Anecdotal?  Subjective evaluation??  Process of elimination?

I made an argument from information science / engineering.

Made an argument from physics and fine tuning.  

Said, there are two possibilities that are recognized by physicists and philosophers: either the universe is improbable or necessary.  According to the fine tuning of the laws of nature, the recognition of a beginning point in the universe, the laws of conservation of mass and thermodynamics and causation behind it; the IDEA that the universe is improbable is so unlikely as there are not enough probabilistic resources (time, mass, interactions) IN THE UNIVERSE to generate the factors required for life.  Improbability makes the "chance" hypothesis laughable, literally, nobody takes it seriously  That's why the multi-universe proposition came out.

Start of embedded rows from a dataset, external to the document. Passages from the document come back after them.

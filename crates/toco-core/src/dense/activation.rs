//! In-place activation functions
//!
//! Each activation is a per-element map over the buffer. Values are evaluated in
//! `f64` and narrowed back to the element type, so integer tensors truncate toward
//! zero (a sigmoid over `i32` yields 0 everywhere except for saturated inputs).

use super::types::Tensor;
use crate::element::Element;
use std::fmt;

/// Activation function selector
#[derive(Debug, Clone, Copy, PartialEq, Eq, Hash)]
#[cfg_attr(feature = "serde", derive(serde::Serialize, serde::Deserialize))]
pub enum ActivationKind {
    /// `max(0, x)`
    ReLU,
    /// `x` for `x > 0`, otherwise `alpha * x`
    LeakyReLU,
    /// `1 / (1 + e^-x)`
    Sigmoid,
    /// `1 - 2 / (e^2x + 1)`
    Tanh,
}

impl ActivationKind {
    /// Evaluate the activation at one point
    ///
    /// `alpha` is only read by [`ActivationKind::LeakyReLU`].
    ///
    /// # Examples
    ///
    /// ```
    /// use toco_core::ActivationKind;
    ///
    /// assert_eq!(ActivationKind::ReLU.eval(-3.0, 0.0), 0.0);
    /// assert_eq!(ActivationKind::LeakyReLU.eval(-3.0, 0.1), -0.30000000000000004);
    /// assert_eq!(ActivationKind::Sigmoid.eval(0.0, 0.0), 0.5);
    /// ```
    #[inline]
    pub fn eval(self, x: f64, alpha: f64) -> f64 {
        match self {
            ActivationKind::ReLU => x.max(0.0),
            ActivationKind::LeakyReLU => {
                if x > 0.0 {
                    x
                } else {
                    alpha * x
                }
            }
            ActivationKind::Sigmoid => 1.0 / (1.0 + (-x).exp()),
            ActivationKind::Tanh => 1.0 - 2.0 / ((2.0 * x).exp() + 1.0),
        }
    }

    pub fn name(self) -> &'static str {
        match self {
            ActivationKind::ReLU => "relu",
            ActivationKind::LeakyReLU => "leaky_relu",
            ActivationKind::Sigmoid => "sigmoid",
            ActivationKind::Tanh => "tanh",
        }
    }
}

impl fmt::Display for ActivationKind {
    fn fmt(&self, f: &mut fmt::Formatter<'_>) -> fmt::Result {
        f.write_str(self.name())
    }
}

impl<T: Element> Tensor<T> {
    /// Apply an activation to every element in place
    ///
    /// # Examples
    ///
    /// ```
    /// use toco_core::{ActivationKind, Tensor};
    ///
    /// let mut tensor = Tensor::from_vec(vec![-2.0f32, 0.0, 3.0], &[3]).unwrap();
    /// tensor.activate(ActivationKind::LeakyReLU, 0.5);
    /// assert_eq!(tensor.as_slice(), &[-1.0, 0.0, 3.0]);
    /// ```
    pub fn activate(&mut self, kind: ActivationKind, alpha: f64) {
        for x in self.data.iter_mut() {
            *x = T::from_f64_truncated(kind.eval(x.as_f64(), alpha));
        }
    }

    /// Rectified linear unit, in place
    pub fn relu(&mut self) {
        self.activate(ActivationKind::ReLU, 0.0);
    }

    /// Leaky rectified linear unit, in place
    pub fn leaky_relu(&mut self, alpha: f64) {
        self.activate(ActivationKind::LeakyReLU, alpha);
    }

    /// Logistic sigmoid, in place
    pub fn sigmoid(&mut self) {
        self.activate(ActivationKind::Sigmoid, 0.0);
    }

    /// Hyperbolic tangent, in place
    pub fn tanh(&mut self) {
        self.activate(ActivationKind::Tanh, 0.0);
    }
}
//! # toco-nn
//!
//! Convolution and activation layers composed into sequential networks.
//!
//! - [`ConvolutionLayer`] holds a shared kernel, a stride and a
//!   [`DestinationPolicy`] saying where its output goes
//! - [`ActivationLayer`] applies an [`ActivationKind`](toco_core::ActivationKind)
//!   in place
//! - [`Network`] runs its [`Layer`]s left to right, feeding each output to the
//!   next layer
//!
//! ## Quick Start
//!
//! ```rust
//! use toco_core::Tensor;
//! use toco_nn::{ActivationLayer, ConvolutionLayer, Network};
//!
//! let input = Tensor::from_vec(
//!     vec![1.0, 7.0, 9.0, 2.3, 4.0, 1.8, 6.5, 4.5, 3.0, 3.4, 7.3, 8.7, 1.2, 1.6, 1.4, 2.3],
//!     &[4, 4],
//! )
//! .unwrap();
//! let kernel = Tensor::from_vec(vec![1.0, 3.4, 1.1, 8.4, 7.6, 3.2, 3.7, 4.0, 5.1], &[3, 3]).unwrap();
//!
//! let mut network = Network::new();
//! network
//!     .add_layer(ConvolutionLayer::new(kernel, 1).unwrap())
//!     .add_layer(ActivationLayer::tanh());
//!
//! let output = network.forward(&input).unwrap();
//! assert_eq!(output.shape(), &[2, 2]);
//! assert!(output.iter().all(|&x| x == 1.0));
//! ```
//!
//! ## Features
//!
//! - `parallel` - Convolution layers use the parallel kernel
//!
//! ## Logging
//!
//! `Network::forward` emits a `debug` event per call and `trace` events per
//! layer; a failing layer is reported with `warn` before the error is returned.

pub mod layer;
pub mod network;

#[cfg(test)]
mod property_tests;

pub use layer::{
    ActivationLayer, ConvolutionLayer, ConvolutionLayerBuilder, DestinationPolicy, Layer,
    LayerKind,
};
pub use network::Network;
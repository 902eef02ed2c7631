//! Numeric element types supported by [`Tensor`](crate::Tensor).
//!
//! TO-Core works over a closed set of element types: `i32`, `f32` and `f64`.
//! Operations are generic over [`Element`] and monomorphize per type, so there is
//! no runtime dispatch on the element type.
//!
//! Integer arithmetic wraps on overflow. Floating-point arithmetic follows IEEE-754
//! in the element's own precision.

use scirs2_core::numeric::{Num, NumCast};
use std::fmt;

/// Tag identifying the element type of a tensor
#[derive(Debug, Clone, Copy, PartialEq, Eq, Hash)]
#[cfg_attr(feature = "serde", derive(serde::Serialize, serde::Deserialize))]
pub enum ElementKind {
    /// 32-bit signed integer
    Integer,
    /// 32-bit float
    Float,
    /// 64-bit float
    Double,
}

impl ElementKind {
    /// Whether arithmetic on this kind is integer arithmetic
    pub fn is_integer(self) -> bool {
        matches!(self, ElementKind::Integer)
    }

    /// Short lowercase name
    pub fn name(self) -> &'static str {
        match self {
            ElementKind::Integer => "int32",
            ElementKind::Float => "float32",
            ElementKind::Double => "float64",
        }
    }
}

impl fmt::Display for ElementKind {
    fn fmt(&self, f: &mut fmt::Formatter<'_>) -> fmt::Result {
        f.write_str(self.name())
    }
}

/// A numeric type that can be stored in a [`Tensor`](crate::Tensor)
///
/// # Examples
///
/// ```
/// use toco_core::{Element, ElementKind};
///
/// assert_eq!(<i32 as Element>::KIND, ElementKind::Integer);
/// assert_eq!(Element::wrapping_add(i32::MAX, 1), i32::MIN);
/// assert_eq!(7i32.checked_quotient(0), None);
/// assert!(7.0f64.checked_quotient(0.0).unwrap().is_infinite());
/// ```
pub trait Element:
    Copy + Num + NumCast + PartialOrd + fmt::Debug + fmt::Display + Send + Sync + 'static
{
    /// Runtime tag for this type
    const KIND: ElementKind;

    /// Addition, wrapping on integer overflow
    fn wrapping_add(self, rhs: Self) -> Self;

    /// Subtraction, wrapping on integer overflow
    fn wrapping_sub(self, rhs: Self) -> Self;

    /// Multiplication, wrapping on integer overflow
    fn wrapping_mul(self, rhs: Self) -> Self;

    /// Division. `None` only for integer division by zero; integer division
    /// truncates toward zero, float division may yield infinity or NaN.
    fn checked_quotient(self, rhs: Self) -> Option<Self>;

    /// Absolute difference `|self - rhs|`
    fn distance(self, rhs: Self) -> Self;

    /// Widen to `f64`
    fn as_f64(self) -> f64;

    /// Narrow from `f64`; integers truncate toward zero and saturate, NaN becomes 0
    fn from_f64_truncated(value: f64) -> Self;
}

impl Element for i32 {
    const KIND: ElementKind = ElementKind::Integer;

    #[inline]
    fn wrapping_add(self, rhs: Self) -> Self {
        i32::wrapping_add(self, rhs)
    }

    #[inline]
    fn wrapping_sub(self, rhs: Self) -> Self {
        i32::wrapping_sub(self, rhs)
    }

    #[inline]
    fn wrapping_mul(self, rhs: Self) -> Self {
        i32::wrapping_mul(self, rhs)
    }

    #[inline]
    fn checked_quotient(self, rhs: Self) -> Option<Self> {
        if rhs == 0 {
            None
        } else {
            Some(self.wrapping_div(rhs))
        }
    }

    #[inline]
    fn distance(self, rhs: Self) -> Self {
        i32::wrapping_sub(self, rhs).wrapping_abs()
    }

    #[inline]
    fn as_f64(self) -> f64 {
        <f64 as From<i32>>::from(self)
    }

    #[inline]
    fn from_f64_truncated(value: f64) -> Self {
        value as i32
    }
}

macro_rules! impl_float_element {
    ($ty:ty, $kind:expr) => {
        impl Element for $ty {
            const KIND: ElementKind = $kind;

            #[inline]
            fn wrapping_add(self, rhs: Self) -> Self {
                self + rhs
            }

            #[inline]
            fn wrapping_sub(self, rhs: Self) -> Self {
                self - rhs
            }

            #[inline]
            fn wrapping_mul(self, rhs: Self) -> Self {
                self * rhs
            }

            #[inline]
            fn checked_quotient(self, rhs: Self) -> Option<Self> {
                Some(self / rhs)
            }

            #[inline]
            fn distance(self, rhs: Self) -> Self {
                (self - rhs).abs()
            }

            #[inline]
            fn as_f64(self) -> f64 {
                self as f64
            }

            #[inline]
            fn from_f64_truncated(value: f64) -> Self {
                value as $ty
            }
        }
    };
}

impl_float_element!(f32, ElementKind::Float);
impl_float_element!(f64, ElementKind::Double);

HOWEVER, the improbable universe with its many LUCKY FACTORS becomes moot if you assume a necessary universe.  

I made an argument from cosmology.

I also believe that morality and consciousness can not be explained by reductionists or materialistic philosophy.  A better explanation is a hypothesis based on a creator.

I pointed out a very big contradiction that atheists have to get around: if not God created, nothing created.  There was a beginning, it's clear.  The backbone of your thesis is that NOTHING can create more reasonably than SOMETHING.

So you mis characterizing my arguments is getting on my nerves since you have made none.


----------



## chilco (May 30, 2008)

there is no concrete when it comes to faith.
It doesn't work that way.
is there anything concrete about your workout routine.
You start off believing "this routine will get me big."
where's the proof?
you're taking a leap of faith.
Really.... I work with alot of old war vet's and they all tell me the same thing: The old saying "their are no atheist's in a foxhole."
They've told me: first the guy pisses his pants and then when the bullets and the tracers fly he cry's out for God!
I'm just sayin'!


----------



## Tier (May 30, 2008)

bio-chem said:


> much of what you described is exactly how science works



Agreed but you could prove almost anything universally scientifically accepted to the point of little or no argument, -- You could still be wrong, but you could give people great scientific and observable reasons to believe it. 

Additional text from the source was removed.